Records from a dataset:
....................

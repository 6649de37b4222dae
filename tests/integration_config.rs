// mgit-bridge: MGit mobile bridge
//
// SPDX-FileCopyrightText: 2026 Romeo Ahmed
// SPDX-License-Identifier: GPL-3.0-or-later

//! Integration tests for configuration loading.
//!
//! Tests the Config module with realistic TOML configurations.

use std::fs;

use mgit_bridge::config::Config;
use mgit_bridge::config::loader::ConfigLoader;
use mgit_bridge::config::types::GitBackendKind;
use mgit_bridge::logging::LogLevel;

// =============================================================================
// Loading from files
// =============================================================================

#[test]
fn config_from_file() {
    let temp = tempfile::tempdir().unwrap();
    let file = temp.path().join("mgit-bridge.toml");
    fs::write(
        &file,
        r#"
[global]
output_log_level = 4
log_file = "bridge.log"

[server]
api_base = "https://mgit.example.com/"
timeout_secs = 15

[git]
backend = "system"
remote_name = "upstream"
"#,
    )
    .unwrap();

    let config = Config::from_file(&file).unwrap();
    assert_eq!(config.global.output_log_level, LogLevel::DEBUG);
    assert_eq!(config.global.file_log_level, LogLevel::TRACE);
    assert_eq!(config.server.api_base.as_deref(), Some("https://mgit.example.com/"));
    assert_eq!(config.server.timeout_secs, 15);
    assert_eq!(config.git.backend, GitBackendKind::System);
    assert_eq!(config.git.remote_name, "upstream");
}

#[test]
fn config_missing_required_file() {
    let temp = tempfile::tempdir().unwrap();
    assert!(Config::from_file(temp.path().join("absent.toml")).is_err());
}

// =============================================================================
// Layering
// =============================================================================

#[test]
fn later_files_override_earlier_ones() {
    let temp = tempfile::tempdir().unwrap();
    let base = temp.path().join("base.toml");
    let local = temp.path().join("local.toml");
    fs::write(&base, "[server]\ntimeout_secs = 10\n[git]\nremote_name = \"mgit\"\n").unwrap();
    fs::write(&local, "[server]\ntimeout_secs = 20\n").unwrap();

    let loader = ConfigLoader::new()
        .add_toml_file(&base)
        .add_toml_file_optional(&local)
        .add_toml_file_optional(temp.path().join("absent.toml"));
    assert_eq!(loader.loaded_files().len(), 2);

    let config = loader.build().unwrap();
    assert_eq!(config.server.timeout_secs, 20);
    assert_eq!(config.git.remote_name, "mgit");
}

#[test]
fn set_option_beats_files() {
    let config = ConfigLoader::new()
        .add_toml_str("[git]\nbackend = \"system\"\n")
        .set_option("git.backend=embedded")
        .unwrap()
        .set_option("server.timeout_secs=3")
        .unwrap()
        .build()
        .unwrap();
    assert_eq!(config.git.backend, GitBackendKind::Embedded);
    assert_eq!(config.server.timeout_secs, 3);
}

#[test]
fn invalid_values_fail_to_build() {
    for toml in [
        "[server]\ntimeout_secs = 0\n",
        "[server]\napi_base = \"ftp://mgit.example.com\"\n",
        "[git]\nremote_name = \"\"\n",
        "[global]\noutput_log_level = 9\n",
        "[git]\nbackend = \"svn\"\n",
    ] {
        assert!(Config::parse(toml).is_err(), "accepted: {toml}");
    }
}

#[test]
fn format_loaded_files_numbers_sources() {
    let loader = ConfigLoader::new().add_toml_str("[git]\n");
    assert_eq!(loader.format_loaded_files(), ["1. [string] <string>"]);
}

....................

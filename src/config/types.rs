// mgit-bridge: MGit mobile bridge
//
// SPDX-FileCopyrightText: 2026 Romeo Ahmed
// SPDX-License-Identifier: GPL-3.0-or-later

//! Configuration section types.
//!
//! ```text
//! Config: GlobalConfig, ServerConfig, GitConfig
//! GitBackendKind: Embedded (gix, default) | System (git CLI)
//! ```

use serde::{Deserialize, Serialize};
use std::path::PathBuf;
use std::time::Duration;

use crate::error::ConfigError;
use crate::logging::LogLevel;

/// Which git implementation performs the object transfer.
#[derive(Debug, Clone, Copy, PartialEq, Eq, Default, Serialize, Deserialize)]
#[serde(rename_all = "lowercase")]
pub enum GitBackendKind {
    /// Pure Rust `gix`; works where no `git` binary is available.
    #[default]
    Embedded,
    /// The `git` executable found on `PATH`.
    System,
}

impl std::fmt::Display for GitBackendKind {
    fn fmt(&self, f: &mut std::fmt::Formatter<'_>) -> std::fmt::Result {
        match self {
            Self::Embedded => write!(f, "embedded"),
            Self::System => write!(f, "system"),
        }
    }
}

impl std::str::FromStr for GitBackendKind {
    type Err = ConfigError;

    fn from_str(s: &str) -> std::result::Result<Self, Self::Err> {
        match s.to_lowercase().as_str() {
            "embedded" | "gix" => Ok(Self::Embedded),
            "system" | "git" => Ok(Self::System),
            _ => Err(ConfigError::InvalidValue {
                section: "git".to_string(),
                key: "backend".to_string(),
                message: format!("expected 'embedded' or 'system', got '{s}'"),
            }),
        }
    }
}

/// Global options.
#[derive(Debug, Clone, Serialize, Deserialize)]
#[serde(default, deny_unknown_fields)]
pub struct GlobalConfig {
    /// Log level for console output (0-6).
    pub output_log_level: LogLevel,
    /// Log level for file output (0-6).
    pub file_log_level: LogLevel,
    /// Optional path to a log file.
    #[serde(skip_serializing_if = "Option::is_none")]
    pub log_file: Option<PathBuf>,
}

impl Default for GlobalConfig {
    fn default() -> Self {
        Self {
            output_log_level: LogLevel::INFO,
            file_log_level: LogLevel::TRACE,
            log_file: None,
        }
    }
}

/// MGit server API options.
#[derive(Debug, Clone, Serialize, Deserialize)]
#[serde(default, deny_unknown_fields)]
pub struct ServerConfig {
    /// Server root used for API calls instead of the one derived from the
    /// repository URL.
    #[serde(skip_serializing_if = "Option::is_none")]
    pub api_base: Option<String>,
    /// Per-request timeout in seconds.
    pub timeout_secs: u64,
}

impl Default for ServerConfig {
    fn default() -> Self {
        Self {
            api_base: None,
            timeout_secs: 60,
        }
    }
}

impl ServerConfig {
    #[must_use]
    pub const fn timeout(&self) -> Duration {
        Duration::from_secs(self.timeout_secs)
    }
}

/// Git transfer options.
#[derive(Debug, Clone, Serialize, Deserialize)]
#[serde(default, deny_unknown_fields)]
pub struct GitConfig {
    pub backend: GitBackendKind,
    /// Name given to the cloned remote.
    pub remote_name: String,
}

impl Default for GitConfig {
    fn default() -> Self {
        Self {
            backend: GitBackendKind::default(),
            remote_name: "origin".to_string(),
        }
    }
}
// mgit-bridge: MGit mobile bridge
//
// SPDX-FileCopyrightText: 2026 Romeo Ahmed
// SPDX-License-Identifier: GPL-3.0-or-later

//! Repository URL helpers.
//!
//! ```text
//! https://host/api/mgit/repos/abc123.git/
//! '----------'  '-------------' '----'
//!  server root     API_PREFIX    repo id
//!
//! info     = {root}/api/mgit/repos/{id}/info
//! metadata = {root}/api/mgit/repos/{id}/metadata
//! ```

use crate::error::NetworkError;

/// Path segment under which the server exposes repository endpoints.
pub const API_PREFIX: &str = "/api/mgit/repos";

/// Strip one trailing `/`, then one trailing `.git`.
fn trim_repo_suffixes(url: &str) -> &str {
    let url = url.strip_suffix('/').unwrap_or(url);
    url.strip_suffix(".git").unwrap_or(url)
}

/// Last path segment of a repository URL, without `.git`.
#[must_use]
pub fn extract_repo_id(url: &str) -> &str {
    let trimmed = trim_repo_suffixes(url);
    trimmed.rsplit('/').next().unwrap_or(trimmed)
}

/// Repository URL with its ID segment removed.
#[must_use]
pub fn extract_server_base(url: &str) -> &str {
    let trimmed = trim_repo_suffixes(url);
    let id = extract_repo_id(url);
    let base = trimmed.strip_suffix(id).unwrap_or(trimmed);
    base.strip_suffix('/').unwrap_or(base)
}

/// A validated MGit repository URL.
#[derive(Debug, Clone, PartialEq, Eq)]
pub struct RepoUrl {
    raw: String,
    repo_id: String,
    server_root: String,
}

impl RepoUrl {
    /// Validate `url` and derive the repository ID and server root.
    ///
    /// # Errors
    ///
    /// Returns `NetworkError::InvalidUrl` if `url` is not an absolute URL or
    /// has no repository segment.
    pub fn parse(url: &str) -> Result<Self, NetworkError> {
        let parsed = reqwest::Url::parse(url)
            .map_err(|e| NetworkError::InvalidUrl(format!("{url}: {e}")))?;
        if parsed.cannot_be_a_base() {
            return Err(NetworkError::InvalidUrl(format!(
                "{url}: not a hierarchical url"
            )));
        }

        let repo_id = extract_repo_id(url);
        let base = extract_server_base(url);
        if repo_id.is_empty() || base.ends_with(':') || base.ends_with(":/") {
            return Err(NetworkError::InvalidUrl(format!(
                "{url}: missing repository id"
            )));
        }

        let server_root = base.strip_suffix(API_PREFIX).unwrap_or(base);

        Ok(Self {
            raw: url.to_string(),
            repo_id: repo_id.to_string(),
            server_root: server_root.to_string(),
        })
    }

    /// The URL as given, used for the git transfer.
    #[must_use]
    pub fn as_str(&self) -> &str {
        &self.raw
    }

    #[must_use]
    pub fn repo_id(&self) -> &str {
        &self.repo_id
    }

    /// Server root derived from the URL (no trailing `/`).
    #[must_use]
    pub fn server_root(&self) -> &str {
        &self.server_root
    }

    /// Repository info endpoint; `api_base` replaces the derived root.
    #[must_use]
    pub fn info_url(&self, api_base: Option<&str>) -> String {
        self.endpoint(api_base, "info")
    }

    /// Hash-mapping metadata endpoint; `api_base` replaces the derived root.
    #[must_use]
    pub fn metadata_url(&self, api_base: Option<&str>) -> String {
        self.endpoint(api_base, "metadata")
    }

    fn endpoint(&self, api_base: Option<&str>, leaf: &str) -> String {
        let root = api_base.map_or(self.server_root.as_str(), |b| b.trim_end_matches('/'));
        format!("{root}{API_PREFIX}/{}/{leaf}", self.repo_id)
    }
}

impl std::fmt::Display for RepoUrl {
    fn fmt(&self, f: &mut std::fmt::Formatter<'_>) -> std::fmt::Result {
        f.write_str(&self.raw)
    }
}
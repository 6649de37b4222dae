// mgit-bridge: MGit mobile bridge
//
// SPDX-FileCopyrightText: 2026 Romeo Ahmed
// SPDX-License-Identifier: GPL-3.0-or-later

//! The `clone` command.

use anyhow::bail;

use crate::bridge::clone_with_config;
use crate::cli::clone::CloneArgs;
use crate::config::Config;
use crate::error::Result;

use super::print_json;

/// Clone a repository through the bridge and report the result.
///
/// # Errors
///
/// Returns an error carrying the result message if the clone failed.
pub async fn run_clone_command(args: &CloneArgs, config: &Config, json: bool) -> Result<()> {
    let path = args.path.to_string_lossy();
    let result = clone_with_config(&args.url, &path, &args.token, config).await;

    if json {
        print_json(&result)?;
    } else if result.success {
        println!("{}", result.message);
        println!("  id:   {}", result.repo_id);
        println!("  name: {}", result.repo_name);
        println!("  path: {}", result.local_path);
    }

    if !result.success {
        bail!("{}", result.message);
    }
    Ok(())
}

....................

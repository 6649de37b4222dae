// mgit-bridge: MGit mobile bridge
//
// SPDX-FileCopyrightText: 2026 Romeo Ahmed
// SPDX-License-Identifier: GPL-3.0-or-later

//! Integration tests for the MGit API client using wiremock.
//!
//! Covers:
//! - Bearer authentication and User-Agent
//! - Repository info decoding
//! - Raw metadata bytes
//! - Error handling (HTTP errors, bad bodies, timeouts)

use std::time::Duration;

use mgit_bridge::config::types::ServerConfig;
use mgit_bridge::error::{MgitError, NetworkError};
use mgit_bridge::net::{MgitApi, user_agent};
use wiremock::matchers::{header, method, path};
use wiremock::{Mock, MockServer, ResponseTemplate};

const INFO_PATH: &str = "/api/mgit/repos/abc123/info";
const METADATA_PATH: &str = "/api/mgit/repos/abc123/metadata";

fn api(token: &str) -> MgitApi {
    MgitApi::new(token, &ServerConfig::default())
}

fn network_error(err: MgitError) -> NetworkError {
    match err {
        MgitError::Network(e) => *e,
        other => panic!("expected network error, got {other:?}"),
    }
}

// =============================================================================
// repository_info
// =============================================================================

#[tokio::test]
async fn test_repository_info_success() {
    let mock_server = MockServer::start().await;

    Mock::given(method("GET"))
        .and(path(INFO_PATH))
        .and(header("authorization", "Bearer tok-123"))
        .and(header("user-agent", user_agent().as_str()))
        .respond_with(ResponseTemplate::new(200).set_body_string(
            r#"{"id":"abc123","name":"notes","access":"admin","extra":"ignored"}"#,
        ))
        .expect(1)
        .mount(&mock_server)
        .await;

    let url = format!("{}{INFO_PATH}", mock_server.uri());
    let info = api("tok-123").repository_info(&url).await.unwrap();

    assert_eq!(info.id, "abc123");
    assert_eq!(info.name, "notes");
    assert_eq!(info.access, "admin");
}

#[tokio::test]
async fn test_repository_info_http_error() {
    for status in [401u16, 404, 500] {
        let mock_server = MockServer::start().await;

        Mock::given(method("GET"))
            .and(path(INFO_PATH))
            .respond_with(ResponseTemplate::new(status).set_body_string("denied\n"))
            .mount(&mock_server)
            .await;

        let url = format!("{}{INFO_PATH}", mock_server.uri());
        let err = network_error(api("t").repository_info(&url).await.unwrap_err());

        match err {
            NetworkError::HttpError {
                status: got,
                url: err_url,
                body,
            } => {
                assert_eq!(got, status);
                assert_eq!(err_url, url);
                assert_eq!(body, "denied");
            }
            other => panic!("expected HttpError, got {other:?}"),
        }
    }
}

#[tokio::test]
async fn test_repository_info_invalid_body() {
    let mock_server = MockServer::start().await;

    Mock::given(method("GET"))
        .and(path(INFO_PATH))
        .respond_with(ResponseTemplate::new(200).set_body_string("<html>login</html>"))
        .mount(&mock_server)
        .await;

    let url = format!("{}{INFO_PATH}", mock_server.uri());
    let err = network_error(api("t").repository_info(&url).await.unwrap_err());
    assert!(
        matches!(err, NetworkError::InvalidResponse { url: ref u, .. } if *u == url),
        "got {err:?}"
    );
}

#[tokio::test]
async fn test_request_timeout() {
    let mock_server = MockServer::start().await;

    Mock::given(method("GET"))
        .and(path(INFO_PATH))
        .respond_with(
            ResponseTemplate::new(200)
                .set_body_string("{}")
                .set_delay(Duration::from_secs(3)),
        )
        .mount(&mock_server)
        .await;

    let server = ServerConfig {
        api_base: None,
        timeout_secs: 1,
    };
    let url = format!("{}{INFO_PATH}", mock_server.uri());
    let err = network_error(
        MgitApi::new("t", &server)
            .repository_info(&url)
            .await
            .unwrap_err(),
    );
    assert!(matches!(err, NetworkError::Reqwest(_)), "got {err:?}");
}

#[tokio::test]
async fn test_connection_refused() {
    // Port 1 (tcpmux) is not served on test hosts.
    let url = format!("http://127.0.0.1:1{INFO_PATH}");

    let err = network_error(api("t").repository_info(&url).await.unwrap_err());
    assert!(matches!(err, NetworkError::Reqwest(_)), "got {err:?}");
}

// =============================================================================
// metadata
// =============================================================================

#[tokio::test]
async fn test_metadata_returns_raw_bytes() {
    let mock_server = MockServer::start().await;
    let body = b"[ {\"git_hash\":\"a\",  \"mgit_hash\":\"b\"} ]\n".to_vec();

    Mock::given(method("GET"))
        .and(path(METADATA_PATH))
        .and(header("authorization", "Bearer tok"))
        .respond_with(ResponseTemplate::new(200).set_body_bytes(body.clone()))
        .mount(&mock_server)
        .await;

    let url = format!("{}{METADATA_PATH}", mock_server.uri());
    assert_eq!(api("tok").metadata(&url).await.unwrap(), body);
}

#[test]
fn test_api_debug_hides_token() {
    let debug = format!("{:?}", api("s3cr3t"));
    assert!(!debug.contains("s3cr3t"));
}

....................

Problem to solve:
Using the records above, say how many lines include the string "println". Only the number is wanted.

Response to the task:
4